PMA, danger méconnu !

L'exemple le plus frappant de ces nouvelles drogues est la PMA. La PMA ou de son nom scientifique p-méthoxy alpha-méthylphénéthylamine, fait partie de la famille des amphétamines. Son action est stimulante et hallucinogène. Une pilule (50mg) entraîne une augmentation des pulsations cardiaques et une augmentation de la pression artérielle. On peut donc la comparer à l'ecstasy. La PMA figure depuis 1998 sur la liste des produits stupéfiants interdits en Belgique, suite à son apparition dans d'autres pays européens. Pourtant, les premières saisies sont réalisées en 2001. Comme le précisait le commissaire divisionnaire Charles De Winter, dans le magazine de la Police Fédérale : " la PMA est vendue comme XTC et non sous le nom de PMA. " Dans certaines pilules d'ecstasy, on peut trouver de la PMA mais aussi d'autres substances du même type.

Effet mortel

La PMA présente comme toutes les amphétamines un certain nombre d'effets secondaires non négligeables comme notamment une augmentation de la température corporelle.

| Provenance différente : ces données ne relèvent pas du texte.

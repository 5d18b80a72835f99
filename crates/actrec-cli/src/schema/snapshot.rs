use actrec_stats::{
    config::{TrackerConfig, TrackerMode},
    tracker::TrackerState,
};
use chrono::{DateTime, Utc};
use serde::{Deserialize, Serialize};

/// Tracker state saved by `actrec summarize --save-state`.
#[derive(Debug, Clone, Deserialize, Serialize)]
pub struct Snapshot {
    pub saved_at: DateTime<Utc>,
    pub mode: TrackerMode,
    pub config: TrackerConfig,
    pub state: TrackerState,
}

impl Snapshot {
    pub fn new(mode: TrackerMode, config: TrackerConfig, state: TrackerState) -> Self {
        Self {
            saved_at: Utc::now(),
            mode,
            config,
            state,
        }
    }
}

Des études ont montré qu'une intoxication à la PMA pouvait entraîner une hyperthermie allant de 41,6°C à 46,1°C ! C'est la principale cause de décès due à cette drogue.L'un des dangers particuliers de la PMA est d'agir avec un effet retard. En d'autres termes, ses effets recherchés (excitation, hallucinations) n'apparaîtront qu'après 1 heure environ. Ceci incite la personne qui en prend à en avaler un deuxième comprimé. Le deuxième danger réside dans la prise conjointe de PMA avec d'autres drogues ou de l'alcool, ce qui augmente le risque d'effets secondaires. Or, comme on l'a expliqué plus haut, les consommateurs peuvent ne pas savoir qu'ils prennent cette drogue et risquent dès lors d'en prendre trop, risquant alors l'intoxication. C'est justement la découverte de cette drogue sur notre territoire qui a fait, plus que jamais, prendre conscience à nos autorités sanitaires, législatives et judiciaires, qu'une action rapide devait être menée. La mise en place d'une structure d'alerte est cependant toujours dans les tiroirs…

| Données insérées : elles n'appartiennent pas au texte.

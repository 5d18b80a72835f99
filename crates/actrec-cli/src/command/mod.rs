use clap::{Parser, Subcommand};

use self::{backends::BackendsArg, summarize::SummarizeArg};

mod backends;
mod summarize;

#[derive(Debug, Clone, Parser)]
#[command(author, version, about, long_about = None)]
pub struct CommandArgs {
    #[command(subcommand)]
    mode: Mode,
}

#[derive(Debug, Clone, Subcommand)]
enum Mode {
    /// Accumulate statistics over a JSON array of data
    Summarize(#[clap(flatten)] SummarizeArg),
    /// List the numeric backends compiled into this build
    Backends(#[clap(flatten)] BackendsArg),
}

pub fn run() -> anyhow::Result<()> {
    let args = CommandArgs::parse();
    match args.mode {
        Mode::Summarize(arg) => summarize::run(&arg)?,
        Mode::Backends(arg) => backends::run(&arg),
    }
    Ok(())
}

Publié par Pierre Dewaele, journaliste médical et scientifique le 11/03/2003 - 00h00 Bulletin de la Police Fédérale (http://www.fedpol.be) " Early System Warnings on Drugs at Public Health Levels in Belgium ", (uniquement en anglais) Institut Scientifique de la Santé Publique, novembre 2002 (publié février 2003) (http://www.iph.fgov.be)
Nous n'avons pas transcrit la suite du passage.